Trotz allem war Erich noch eine Weile als Haiexperte für unser Magazin UnterWasserWelt präsent, aber weil sich da keine US – üblichen Honorarrahmen ergaben, schlief das auch ein.

Erichs Tiefpunkt war der Moment, als er auf Walkers Cay ufernah im Wasser stehend ein TV – Interview gab. Es musste nicht nur inhaltlich sondern auch beim Geschehen im Wasser um ihn herum prickelnd sein. Da sollten Haie hautnah zu sehen sein und seine Theorie untermauern, dass ruhiges Verhalten Konflikte mit Haien ausschließt.

Doch Gary Adkinson wies die am Ufer stehenden Mitarbeiter an, die Futterbrocken für die Haie so nah wie möglich bei Erich ins Wasser zu werfen. Eine unglaubliche Dummheit. Im Gerangel um die Futterbrocken drängten sich die Tiere auch zwischen Erichs Beinen hindurch und eines nahm seine Wade als Leckerchen mit.

In einer vielstündigen Operation in Miami wurde Erich das Leben und das Bein gerettet.

Nach dem Vorfall verschwand Gary Adkinson in der Versenkung. Er wusste natürlich um seine Schuld.

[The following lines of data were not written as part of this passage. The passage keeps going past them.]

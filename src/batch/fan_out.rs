//! Concurrent fan-out of one batch
//!
//! Launches one task per snapshotted submission with no concurrency limit.
//! Each task writes its outcome into the relay the moment the executor
//! resolves, so the relay sees completion order rather than submission order.
//! The driver joins every task and, only if nothing was cancelled and every
//! outcome was delivered, writes the terminal [`RelayEvent::Finished`] marker.

use std::sync::Arc;
use std::time::Duration;

use tokio::sync::watch;
use tokio::task::{JoinHandle, JoinSet};
use tracing::{debug, error, info, instrument, Instrument};

use crate::batch::executor::execute_with_timeout;
use crate::batch::relay::{RelayEvent, RelaySender};
use crate::batch::{BatchId, Submission, SubmissionExecutor};

/// Handle on a running fan-out
#[derive(Debug)]
pub struct FanOutHandle {
    batch_id: BatchId,
    cancel_tx: watch::Sender<bool>,
    driver: JoinHandle<()>,
}

impl FanOutHandle {
    /// Batch this fan-out executes
    pub fn batch_id(&self) -> BatchId {
        self.batch_id
    }

    /// Signal every execution of the batch to stop and tear down the driver.
    ///
    /// Idempotent. Executions still running are abandoned; no outcome or
    /// marker is written after this returns unless it was already buffered.
    pub fn cancel(&self) {
        self.cancel_tx.send_replace(true);
        self.driver.abort();
    }

    /// Whether [`FanOutHandle::cancel`] was called
    pub fn is_cancelled(&self) -> bool {
        *self.cancel_tx.borrow()
    }

    /// Whether the driver task has exited
    pub fn is_finished(&self) -> bool {
        self.driver.is_finished()
    }
}

/// Spawn the fan-out for `snapshot`, writing outcomes into `relay`.
#[instrument(skip_all, fields(batch_id = %batch_id, total = snapshot.len()))]
pub fn spawn_fan_out(
    batch_id: BatchId,
    snapshot: Vec<Submission>,
    executor: Arc<dyn SubmissionExecutor>,
    timeout: Option<Duration>,
    relay: RelaySender,
) -> FanOutHandle {
    let (cancel_tx, cancel_rx) = watch::channel(false);
    let driver = tokio::spawn(
        drive(snapshot, executor, timeout, relay, cancel_rx).instrument(tracing::Span::current()),
    );

    FanOutHandle {
        batch_id,
        cancel_tx,
        driver,
    }
}

async fn drive(
    snapshot: Vec<Submission>,
    executor: Arc<dyn SubmissionExecutor>,
    timeout: Option<Duration>,
    relay: RelaySender,
    cancel_rx: watch::Receiver<bool>,
) {
    let total = snapshot.len();
    info!(total, "Starting batch fan-out");

    let mut tasks = JoinSet::new();
    for submission in snapshot {
        let executor = Arc::clone(&executor);
        let relay = relay.clone();
        let mut cancelled = cancel_rx.clone();

        tasks.spawn(
            async move {
                let id = submission.id();
                debug!(submission_id = %id, "Submission starting");

                // A dropped handle counts as cancellation too.
                let outcome = tokio::select! {
                    biased;
                    _ = cancelled.changed() => {
                        debug!(submission_id = %id, "Submission abandoned");
                        return false;
                    }
                    outcome = execute_with_timeout(executor.as_ref(), submission, timeout) => {
                        outcome
                    }
                };

                let delivered = relay.send(RelayEvent::Received(outcome)).await;
                if !delivered {
                    debug!(submission_id = %id, "Relay closed, outcome dropped");
                }
                delivered
            }
            .in_current_span(),
        );
    }

    let mut delivered = 0usize;
    while let Some(joined) = tasks.join_next().await {
        match joined {
            Ok(true) => delivered += 1,
            Ok(false) => {}
            Err(e) if e.is_cancelled() => {}
            Err(e) => error!(error = %e, "Submission task panicked"),
        }
    }

    let cancelled = *cancel_rx.borrow();
    if cancelled || delivered != total {
        debug!(delivered, total, cancelled, "Batch incomplete, terminal marker withheld");
        return;
    }

    if relay.send(RelayEvent::Finished).await {
        info!(total, "Batch fan-out finished");
    }
}
//! Executor collaborator contract
//!
//! The coordinator never talks to a remote service itself. It hands each
//! snapshotted submission to a [`SubmissionExecutor`] and expects exactly one
//! [`SubmissionOutcome`] back. Executors must resolve every failure into
//! [`SubmissionOutcome::Failure`]; nothing escapes as a fault.

use std::future::Future;
use std::time::Duration;

use async_trait::async_trait;
use tracing::{debug, warn};

use crate::batch::{Submission, SubmissionError, SubmissionOutcome};

/// Capability that attempts one submission
#[async_trait]
pub trait SubmissionExecutor: Send + Sync {
    /// Attempt `submission`. May take arbitrarily long; the call is dropped
    /// if the batch is cancelled.
    async fn execute(&self, submission: Submission) -> SubmissionOutcome;
}

#[async_trait]
impl<F, Fut> SubmissionExecutor for F
where
    F: Fn(Submission) -> Fut + Send + Sync,
    Fut: Future<Output = SubmissionOutcome> + Send + 'static,
{
    async fn execute(&self, submission: Submission) -> SubmissionOutcome {
        (self)(submission).await
    }
}

/// Executor that accepts every submission immediately
#[derive(Debug, Clone, Copy, Default)]
pub struct AcceptingExecutor;

#[async_trait]
impl SubmissionExecutor for AcceptingExecutor {
    async fn execute(&self, submission: Submission) -> SubmissionOutcome {
        SubmissionOutcome::success(submission.id())
    }
}

/// Run the executor, bounding it by `timeout` when one is configured
pub(crate) async fn execute_with_timeout(
    executor: &dyn SubmissionExecutor,
    submission: Submission,
    timeout: Option<Duration>,
) -> SubmissionOutcome {
    let id = submission.id();
    let Some(limit) = timeout else {
        return executor.execute(submission).await;
    };

    match tokio::time::timeout(limit, executor.execute(submission)).await {
        Ok(outcome) => {
            debug!(submission_id = %id, "Submission resolved within timeout");
            outcome
        }
        Err(_) => {
            warn!(
                submission_id = %id,
                timeout_ms = limit.as_millis() as u64,
                "Submission timed out"
            );
            SubmissionOutcome::failure(id, SubmissionError::TimedOut(limit))
        }
    }
}
impl BatchCoordinator {
    /// Create an idle coordinator with an empty queue.
    ///
    /// Fails only if `config` does not validate.
    pub fn new<T>(
        config: CoordinatorConfig,
        executor: Arc<dyn SubmissionExecutor>,
        trigger: T,
    ) -> Result<Self>
    where
        T: TriggerSource + 'static,
    {
        config.validate()?;
        let (events, _) = broadcast::channel(config.event_capacity);

        Ok(Self {
            config,
            state: CoordinatorState::default(),
            executor,
            trigger: Box::new(trigger),
            trigger_running: false,
            relay: None,
            fan_out: None,
            events,
        })
    }

    /// Create an idle coordinator whose trigger fires every
    /// `config.tick_interval`
    pub fn with_interval_trigger(
        config: CoordinatorConfig,
        executor: Arc<dyn SubmissionExecutor>,
    ) -> Result<Self> {
        let trigger = IntervalTrigger::from_config(&config)?;
        Self::new(config, executor, trigger)
    }

    /// Seed the queue, e.g. with submissions left over from an earlier run
    pub fn with_queue(mut self, queue: Vec<Submission>) -> Self {
        self.state.queue = queue;
        metrics::set_queue_depth(self.state.queue.len());
        self
    }

    pub fn config(&self) -> &CoordinatorConfig {
        &self.config
    }

    pub fn state(&self) -> &CoordinatorState {
        &self.state
    }

    pub fn phase(&self) -> Phase {
        self.state.phase()
    }

    pub fn is_trigger_running(&self) -> bool {
        self.trigger_running
    }

    pub fn subscribe(&self) -> broadcast::Receiver<CoordinatorEvent> {
        self.events.subscribe()
    }

    /// Start polling the trigger source. No-op if already running.
    pub fn start_trigger(&mut self) {
        if self.trigger_running {
            return;
        }
        self.trigger.reset();
        self.trigger_running = true;
        debug!("Trigger started");
    }

    /// Stop polling the trigger source. A running batch is unaffected.
    pub fn stop_trigger(&mut self) {
        if self.trigger_running {
            self.trigger_running = false;
            debug!("Trigger stopped");
        }
    }

    /// Append `submission` to the live queue, then try to start a batch.
    ///
    /// While a batch is in flight the submission waits for a later batch.
    pub fn enqueue(&mut self, submission: Submission) {
        debug!(submission_id = %submission.id(), "Submission enqueued");
        self.state.queue.push(submission);
        metrics::set_queue_depth(self.state.queue.len());
        self.attempt_start();
    }

    /// Start a batch over the current queue if idle and the queue is not
    /// empty. Returns whether a batch was started.
    pub fn attempt_start(&mut self) -> bool {
        if self.state.in_flight.is_some() {
            debug!("Batch already in flight, attempt ignored");
            return false;
        }
        if self.state.queue.is_empty() {
            debug!("Queue empty, attempt ignored");
            return false;
        }

        let batch = InFlightBatch::new(self.state.queue.clone());
        let batch_id = batch.id;
        let total = batch.total();

        let (sender, receiver) = relay(total + 1);
        let handle = spawn_fan_out(
            batch_id,
            batch.snapshot.clone(),
            Arc::clone(&self.executor),
            self.config.submit_timeout,
            sender,
        );

        self.state.in_flight = Some(batch);
        self.relay = Some(receiver);
        self.fan_out = Some(handle);

        metrics::record_batch_started();
        info!(batch_id = %batch_id, total, "Batch started");
        self.emit(CoordinatorEvent::BatchStarted { batch_id, total });
        true
    }

    /// Record one outcome of the running batch and publish progress.
    ///
    /// Outcomes arriving while idle, for submissions outside the snapshot,
    /// or answering an already answered submission are dropped.
    pub fn on_result_received(&mut self, outcome: SubmissionOutcome) {
        let Some(batch) = self.state.in_flight.as_mut() else {
            warn!(submission_id = %outcome.id(), "Outcome received while idle, dropped");
            return;
        };

        let id = outcome.id();
        if !batch.contains(id) {
            warn!(
                batch_id = %batch.id,
                submission_id = %id,
                "Outcome for submission outside batch, dropped"
            );
            return;
        }
        if batch.has_result_for(id) {
            warn!(batch_id = %batch.id, submission_id = %id, "Duplicate outcome, dropped");
            return;
        }

        metrics::record_submission(outcome.status_label());
        match &outcome {
            SubmissionOutcome::Success { .. } => {
                debug!(batch_id = %batch.id, submission_id = %id, "Submission succeeded")
            }
            SubmissionOutcome::Failure { cause, .. } => {
                warn!(
                    batch_id = %batch.id,
                    submission_id = %id,
                    error = %cause,
                    "Submission failed"
                )
            }
        }

        batch.results.push(outcome.clone());
        let event = CoordinatorEvent::Progress {
            batch_id: batch.id,
            completed: batch.completed(),
            total: batch.total(),
            outcome,
        };
        self.emit(event);
    }

    /// Close out the running batch, apply the requeue policy and go idle
    pub fn on_batch_finished(&mut self) {
        let Some(batch) = self.state.in_flight.take() else {
            warn!("Batch finished while idle, ignored");
            return;
        };
        self.release_batch_resources();

        match self.config.requeue_policy {
            RequeuePolicy::ClearAll => self.state.queue.clear(),
            RequeuePolicy::RetainFailed => {
                // The snapshot is always a prefix of the live queue.
                let failed = batch.failed_ids();
                let split = batch.total().min(self.state.queue.len());
                let later = self.state.queue.split_off(split);
                self.state.queue.retain(|s| failed.contains(&s.id()));
                self.state.queue.extend(later);
            }
        }
        metrics::set_queue_depth(self.state.queue.len());

        let failed = batch.results.iter().filter(|r| !r.is_success()).count();
        metrics::record_batch_ended("finished", elapsed_secs(&batch));
        info!(
            batch_id = %batch.id,
            total = batch.total(),
            failed,
            requeued = self.state.queue.len(),
            "Batch finished"
        );

        self.emit(CoordinatorEvent::BatchFinished {
            batch_id: batch.id,
            outcomes: batch.results,
        });
    }

    /// Stop the trigger and abandon the running batch, if any.
    ///
    /// The queue is left untouched. Once this returns no outcome or
    /// terminal marker of the abandoned batch is observed.
    pub fn cancel(&mut self) {
        self.stop_trigger();

        let Some(batch) = self.state.in_flight.take() else {
            debug!("Cancel while idle");
            return;
        };
        self.release_batch_resources();

        metrics::record_batch_ended("cancelled", elapsed_secs(&batch));
        info!(
            batch_id = %batch.id,
            completed = batch.completed(),
            total = batch.total(),
            "Batch cancelled"
        );
        self.emit(CoordinatorEvent::BatchCancelled {
            batch_id: batch.id,
            completed: batch.completed(),
            total: batch.total(),
        });
    }

    /// Move the coordinator onto its own task.
    ///
    /// The loop runs until [`CoordinatorHandle::shutdown`] or until every
    /// handle is dropped; a batch still running at that point is cancelled.
    pub fn spawn(self) -> (CoordinatorHandle, JoinHandle<()>) {
        let (commands_tx, commands_rx) = mpsc::unbounded_channel();
        let handle = CoordinatorHandle {
            commands: commands_tx,
            events: self.events.clone(),
        };
        let task = tokio::spawn(self.run(commands_rx));
        (handle, task)
    }

    #[instrument(skip_all)]
    async fn run(mut self, mut commands: mpsc::UnboundedReceiver<Command>) {
        info!(
            tick_interval_ms = self.config.tick_interval.as_millis() as u64,
            queued = self.state.queue.len(),
            "Coordinator started"
        );

        loop {
            let step = tokio::select! {
                biased;
                command = commands.recv() => Step::Command(command),
                event = next_relay_event(&mut self.relay) => Step::Relay(event),
                _ = self.trigger.tick(), if self.trigger_running => Step::Tick,
            };

            match step {
                Step::Command(None) | Step::Command(Some(Command::Shutdown)) => break,
                Step::Command(Some(command)) => self.handle_command(command),
                Step::Relay(event) => self.handle_relay_event(event),
                Step::Tick => {
                    debug!("Trigger tick");
                    self.attempt_start();
                }
            }
        }

        self.cancel();
        info!("Coordinator stopped");
    }

    fn handle_command(&mut self, command: Command) {
        match command {
            Command::StartTrigger => self.start_trigger(),
            Command::Enqueue(submission) => self.enqueue(submission),
            Command::AttemptStart => {
                self.attempt_start();
            }
            Command::Cancel => self.cancel(),
            Command::State(reply) => {
                let _ = reply.send(self.state.clone());
            }
            Command::Shutdown => {}
        }
    }

    fn handle_relay_event(&mut self, event: Option<RelayEvent>) {
        match event {
            Some(RelayEvent::Received(outcome)) => self.on_result_received(outcome),
            Some(RelayEvent::Finished) => self.on_batch_finished(),
            None => {
                // Only reachable when a submission task died without an outcome.
                error!("Relay closed before the batch finished, abandoning batch");
                if let Some(batch) = self.state.in_flight.take() {
                    self.release_batch_resources();
                    metrics::record_batch_ended("abandoned", elapsed_secs(&batch));
                    self.emit(CoordinatorEvent::BatchCancelled {
                        batch_id: batch.id,
                        completed: batch.completed(),
                        total: batch.total(),
                    });
                } else {
                    self.relay = None;
                }
            }
        }
    }

    fn release_batch_resources(&mut self) {
        if let Some(fan_out) = self.fan_out.take() {
            fan_out.cancel();
        }
        if let Some(mut relay) = self.relay.take() {
            relay.close();
        }
    }

    fn emit(&self, event: CoordinatorEvent) {
        // No subscribers is not an error.
        let _ = self.events.send(event);
    }
}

Sharkprojekt wurde danach von Gerhard Wegner gegründet, der von Erichs Unfall sehr betroffen war. Erich konnte hier Einkünfte generieren, was wichtig war, weil sich mit dem Unfall seine Lebensumstände völlig verändert hatten. Denn, ein von einem Hai angefressener  Haiforscher hat in den USA kein Standing mehr. Seine Verträge mit TV Sendern waren weg, die Uni in New York wollte ihn zurück in die Schweiz delegieren und Erich wollte nicht mehr zurück nach Europa.

Stelle bleibe ich lieber oberflächlich, denn wie heißt es so traditionell: De mortuis nil nisi bene. Hier sei nur Gerhard Wegner zitiert, was er in facebook schrieb: Erich ist tot. Unfassbar.

Leider haben wir es nicht mehr geschafft, uns zu versöhnen.

Sein Leben nach dem Unfall auf Walkers Cay nahm eine Wende, die ihn nie mehr seinen Träumen und Leidenschaften allein wissenschaftlich folgen lassen konnte. Step for Step hätte er es als populärwissenschaftlicher Moderator in die US Medien geschafft, ihm fehlte schlicht ein Manager. Erich war nicht der Typ, der etwas aus der Hand geben wollte, gerade auch nach der Erfahrung, die er mit Gary gemacht hatte.

Im Rahmen der von ihm gegründeten Sharkschool hatte er zumindest die Möglichkeit weltweit Workshops und Seminare zu veranstalten, nicht nur in der Inselwelt der Bahamas. So brachte ihn und Sharkschool die Kooperation mit einem deutschen Tauchreiseveranstalter an die schönsten Ziele, an denen man garantiert auf Haie treffen konnte.

Und mit der Doku „Der mit den Haien spricht“ hatten wir Erich dann in der ARD dem deutschen Publikum vorgestellt, vor 20 Jahren…

OK Erich, wo du nun tauchst oder als leidenschaftlicher Pilot auch fliegst, du hast dich einfach davon geschlichen, das ist doch nicht deine Art. Pass dort auf dich auf und grüß mir die Haie.